By Thomas B. Langhorne, Evansville Courier & Press
Tempering the euphoria supporters felt a month ago with the launch of a petition drive to get Evansville-Vanderburgh County government consolidation on the 2010 ballot is one inescapable fact.
There may not be enough time.
State law governing referendums says election board certification of a local public question must occur no later than noon Aug. 1 - Aug. 2 next year because Aug. 1 is a Sunday - if the question is to appear on that year's general election ballot.
That means local governing bodies must complete by late July a complex series of steps laid out in legislation giving local government units a framework to merge.
One of those steps allows 12 months to develop a detailed consolidation plan. Another envisions a possible rewrite of the plan if it is rejected and the necessity to complete another, and larger, petition drive to force a ballot question if the rewrite were rejected.
"I think there has to be a lot of political will and a lot of organization (to get consolidation on the ballot)," said Dale Simmons, an Indiana Election Division attorney who advised the League of Women Voters of Southwestern Indiana before it launched its petition drive last month.
Staggering task
Even if a detailed consolidation plan isn't rejected, Simmons said the amount of work necessary simply to create such a plan can be staggering. He pointed to last year's merger of the town of Zionsville with Eagle and Union townships in Boone County, on which he advised local government officials.
"One of the things that struck me in looking at some of the documents put together by them was the level of detail in the resolutions adopted by in this case the township and the town of Zionsville," Simmons said. "They were really detailed. They were thick documents.
"In planning the consolidation, it seems a lot more complicated at that level: How are we going to go forward, how many districts are we going to have, how are services going to be, what's the property transfer if we own property - there's a lot to take into account."
John Dunn, president of the City-County Unification Study Committee that failed to achieve consolidation in 2006, said he is "cautiously optimistic" the work can be done in time.
But Dunn acknowledged that if some local elected officials decide to drag the work out or fight the process, they could cause the consolidation drive to miss its deadline to get on the ballot.
"That's exactly what happened to us the last time," he said. "We had commitments out of people, and they reneged on their commitments, and that just shot it down entirely."
But Dunn cautioned elected officials that they delay consolidation at their own peril.
"I think now if that happens again, there will be some repercussions at the polls," he said. "The people are more ready for it than are the elected officials, and particularly those who will, over time, probably not be an elected official unless they run for a countywide office rather than a city or a county office."
Without a specific consolidation plan to discuss this time, leading members of the City Council and the County Commissioners have said little other than that they are open to considering the idea.
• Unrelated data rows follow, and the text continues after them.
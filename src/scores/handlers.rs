use axum::{extract::State, http::StatusCode, Extension, Json};
use std::sync::Arc;
use tracing::{info, instrument};

use super::{
    recorder::ScoreRecorder,
    types::{GameRecordResponse, RecordScoreRequest},
};
use crate::auth::AuthClaims;
use crate::shared::{AppError, AppState};

/// HTTP handler for recording a completed game for the caller
///
/// POST /scores/record
/// Returns the stored record with its points
#[instrument(name = "record_score", skip(state, claims, request))]
pub async fn record_score(
    State(state): State<AppState>,
    Extension(claims): Extension<AuthClaims>,
    Json(request): Json<RecordScoreRequest>,
) -> Result<(StatusCode, Json<GameRecordResponse>), AppError> {
    request.validate()?;

    let recorder = ScoreRecorder::new(
        Arc::clone(&state.score_repository),
        Arc::clone(&state.user_repository),
    );
    let record = recorder
        .record_score(request.into_new_record(claims.user_id))
        .await?;

    info!(record_id = %record.id, "Score recorded via API");
    Ok((StatusCode::CREATED, Json(GameRecordResponse::from(record))))
}
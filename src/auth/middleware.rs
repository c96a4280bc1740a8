use axum::{
    extract::{Request, State},
    middleware::Next,
    response::Response,
};
use tracing::{debug, instrument, warn};

use crate::shared::{AppError, AppState};

/// JWT authentication middleware - validates the Authorization Bearer header and adds AuthClaims to
/// the request.
/// Usage: .layer(middleware::from_fn_with_state(app_state.clone(), auth::jwt_auth))
/// Handlers can then extract Extension(claims): Extension<AuthClaims>.
#[instrument(skip(state, req, next))]
pub async fn jwt_auth(
    State(state): State<AppState>,
    mut req: Request,
    next: Next,
) -> Result<Response, AppError> {
    let auth_header = req
        .headers()
        .get("Authorization")
        .and_then(|header| header.to_str().ok())
        .ok_or_else(|| {
            warn!("Missing Authorization header in request");
            AppError::Unauthorized("Missing authorization header".to_string())
        })?;

    let token = auth_header.strip_prefix("Bearer ").ok_or_else(|| {
        warn!("Invalid Authorization header format (expected Bearer token)");
        AppError::Unauthorized("Invalid authorization header format".to_string())
    })?;

    let claims = state.token_config.validate_token(token)?;

    // A token can outlive its user, reject those the same way as a bad token
    if !state.user_repository.exists(&claims.user_id).await? {
        warn!(user_id = %claims.user_id, "Token refers to a user that no longer exists");
        return Err(AppError::Unauthorized(
            "User for this token no longer exists".to_string(),
        ));
    }

    debug!(user_id = %claims.user_id, "Authentication successful, adding claims to request");

    req.extensions_mut().insert(claims);
    Ok(next.run(req).await)
}
use chrono::{DateTime, Utc};
use serde::{Deserialize, Serialize};

use super::models::{UserModel, UserRole};
use crate::shared::AppError;

const NAME_MIN_CHARS: usize = 2;
const NAME_MAX_CHARS: usize = 50;
const EMAIL_MAX_CHARS: usize = 100;

#[derive(Debug, Deserialize)]
pub struct CreateUserRequest {
    pub name: String,
    pub email: String,
}

impl CreateUserRequest {
    /// Checks the payload and returns the name and email to store. The name is trimmed,
    /// the email trimmed and lowercased so uniqueness ignores letter case.
    pub fn validate(&self) -> Result<(String, String), AppError> {
        let name = self.name.trim();
        let name_len = name.chars().count();
        if !(NAME_MIN_CHARS..=NAME_MAX_CHARS).contains(&name_len) {
            return Err(AppError::Validation(format!(
                "Name must be between {} and {} characters",
                NAME_MIN_CHARS, NAME_MAX_CHARS
            )));
        }
        if !name
            .chars()
            .all(|c| c.is_ascii_alphanumeric() || c == ' ' || c == '_' || c == '-')
        {
            return Err(AppError::Validation(
                "Name may only contain letters, numbers, spaces, underscores and hyphens"
                    .to_string(),
            ));
        }

        let email = self.email.trim();
        if !email.contains('@') || email.chars().count() > EMAIL_MAX_CHARS {
            return Err(AppError::Validation("A valid email is required".to_string()));
        }

        Ok((name.to_string(), email.to_lowercase()))
    }
}

/// Public view of a user
#[derive(Debug, Serialize, Deserialize, PartialEq)]
#[serde(rename_all = "camelCase")]
pub struct UserResponse {
    pub id: String,
    pub name: String,
    pub email: String,
    pub role: UserRole,
    pub is_active: bool,
    pub created_at: DateTime<Utc>,
}

impl From<UserModel> for UserResponse {
    fn from(user: UserModel) -> Self {
        Self {
            id: user.id,
            name: user.name,
            email: user.email,
            role: user.role,
            is_active: user.is_active,
            created_at: user.created_at,
        }
    }
}

/// Response for registration: the new user and a bearer token for it
#[derive(Debug, Serialize, Deserialize)]
pub struct RegisterResponse {
    pub user: UserResponse,
    pub token: String,
}
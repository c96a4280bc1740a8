use chrono::{Duration, Utc};
use jsonwebtoken::{decode, encode, DecodingKey, EncodingKey, Header, Validation};
use tracing::{debug, instrument};

use super::types::AuthClaims;
use crate::shared::AppError;

/// Configuration for JWT token operations
#[derive(Clone)]
pub struct TokenConfig {
    secret: String,
    pub expiration_days: i64,
}

impl TokenConfig {
    pub fn new() -> Self {
        // Allow configuring expiration via env var, default to 30 days
        let expiration_days = std::env::var("SESSION_EXPIRATION_DAYS")
            .ok()
            .and_then(|s| s.parse().ok())
            .unwrap_or(30);

        Self {
            secret: std::env::var("JWT_SECRET")
                .unwrap_or_else(|_| "your-secret-key-change-in-production".to_string()),
            expiration_days,
        }
    }

    pub fn with_secret(secret: &str, expiration_days: i64) -> Self {
        Self {
            secret: secret.to_string(),
            expiration_days,
        }
    }

    /// Issues a bearer token for the given user
    #[instrument(skip(self, email))]
    pub fn create_token(&self, user_id: &str, email: &str) -> Result<String, AppError> {
        let now = Utc::now();
        let exp = (now + Duration::days(self.expiration_days)).timestamp() as usize;

        debug!(
            expiration_days = self.expiration_days,
            exp_timestamp = exp,
            "Creating JWT token with expiration"
        );

        let claims = AuthClaims {
            user_id: user_id.to_string(),
            email: email.to_string(),
            exp,
            iat: now.timestamp() as usize,
        };

        encode(
            &Header::default(),
            &claims,
            &EncodingKey::from_secret(self.secret.as_ref()),
        )
        .map_err(|e| {
            debug!(error = %e, "Failed to encode JWT token");
            AppError::JwtError(e.to_string())
        })
    }

    /// Validates a JWT token and returns the claims if valid
    #[instrument(skip(self, token))]
    pub fn validate_token(&self, token: &str) -> Result<AuthClaims, AppError> {
        decode::<AuthClaims>(
            token,
            &DecodingKey::from_secret(self.secret.as_ref()),
            &Validation::default(),
        )
        .map(|data| {
            debug!(user_id = %data.claims.user_id, "JWT token decoded successfully");
            data.claims
        })
        .map_err(|e| {
            debug!(error = %e, "Failed to decode JWT token");
            AppError::Unauthorized(format!("Invalid token: {}", e))
        })
    }
}

impl Default for TokenConfig {
    fn default() -> Self {
        Self::new()
    }
}
// Public API - what other modules can use
pub use handlers::{get_user, register_user};
pub use repository::{InMemoryUserRepository, PostgresUserRepository, UserRepository};

// Internal modules
mod handlers;
pub mod models;
pub mod repository;
pub mod types;
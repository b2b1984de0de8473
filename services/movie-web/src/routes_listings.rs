use axum::extract::State;
use serde_json::json;

use moviedata::{blank_metascore, filter_by_attribute, rated, with_metascore};

use crate::pages::PageResult;
use crate::state::SharedState;

const PG13: &str = "PG-13";

pub async fn all_data(State(state): State<SharedState>) -> PageResult {
    let ds = state.dataset.dataset().map_err(|e| state.query_failure(e))?;
    state.page("allData", "All Movie Data", json!({ "movies": ds.movies() }))
}

/// Only movies that carry a metascore.
pub async fn filtered_data(State(state): State<SharedState>) -> PageResult {
    let ds = state.dataset.dataset().map_err(|e| state.query_failure(e))?;
    let movies = filter_by_attribute(ds, with_metascore);
    state.page(
        "filteredData",
        "Filtered Movie Data",
        json!({ "movies": movies, "count": movies.len() }),
    )
}

/// Every movie; the view marks the ones with a blank metascore.
pub async fn highlighted_data(State(state): State<SharedState>) -> PageResult {
    let ds = state.dataset.dataset().map_err(|e| state.query_failure(e))?;
    let blank = filter_by_attribute(ds, blank_metascore).len();
    state.page(
        "highlightedData",
        "Highlighted Movie Data",
        json!({ "movies": ds.movies(), "blankCount": blank }),
    )
}

pub async fn pg13(State(state): State<SharedState>) -> PageResult {
    let ds = state.dataset.dataset().map_err(|e| state.query_failure(e))?;
    let movies = filter_by_attribute(ds, rated(PG13));
    state.page(
        "pg13",
        "PG-13 Movies",
        json!({ "movies": movies, "count": movies.len() }),
    )
}
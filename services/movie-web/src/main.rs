mod config;
mod pages;
mod render;
mod router;
mod routes_listings;
mod routes_movies;
mod routes_pages;
mod state;

use std::sync::Arc;

use anyhow::{Context, Result};
use moviedata::DatasetSlot;
use tracing::info;
use tracing_subscriber::EnvFilter;

use crate::config::AppConfig;
use crate::render::Renderer;
use crate::state::AppState;

#[tokio::main]
async fn main() -> Result<()> {
    dotenvy::dotenv().ok();

    tracing_subscriber::fmt()
        .with_env_filter(
            EnvFilter::try_from_default_env().unwrap_or_else(|_| EnvFilter::new("info")),
        )
        .init();

    let cfg = AppConfig::from_env()?;

    // Load before binding so no request ever sees a half-loaded dataset.
    // A failed load is logged and the pages that need data answer 503.
    let dataset = DatasetSlot::load(&cfg.dataset_path);
    let renderer = Renderer::new().context("Failed to compile page templates")?;

    let app_state = Arc::new(AppState::new(cfg.clone(), dataset, renderer));
    let app = router::build_router(app_state);

    let addr = cfg.bind_addr();
    let listener = tokio::net::TcpListener::bind(&addr)
        .await
        .with_context(|| format!("Failed to bind {addr}"))?;
    info!("movie-web listening on http://{addr}");
    axum::serve(listener, app).await.context("Server error")?;

    Ok(())
}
"I am available any time the League of Women Voters would like to talk about real change and talk about how some of the effects of a consolidated government would affect both positively and negatively," County Commissioners President Troy Tornatta said last month.
The other half of the commissioners' two-man Democratic majority, Steve Melcher, said he needs more information.
"I'd like to see a timeline before I approve anything," Melcher said. "I'd like to see some kind of savings."
League President Roberta Heiman acknowledged the complex steps laid out in the enabling legislation make completing the work before Aug. 2 a daunting task.
"We know that it's a tight deadline, and that we were pushing it to even try to reach it," Heiman said. "I don't know if it's possible or not, but it's worth a try.
"It's going to take some leadership, but that would be the case whether there's a deadline or not."
Compromise crucial
Simmons said the success or failure of the new consolidation referendum push ultimately will be determined by the capacity for compromise exhibited by those individuals who sit on Evansville and Vanderburgh County's executive governing bodies.
"I think there even has to be folks who overcome their reluctance to compromise," he said. "I'm sure there's going to have to be a lot of compromises because when you do this, there will be losers, right? It seems like to me losers are inevitable because you're trying to consolidate government and make it more efficient.
"The losers can have a lot of interest in trying to prevent (consolidation) from going forward."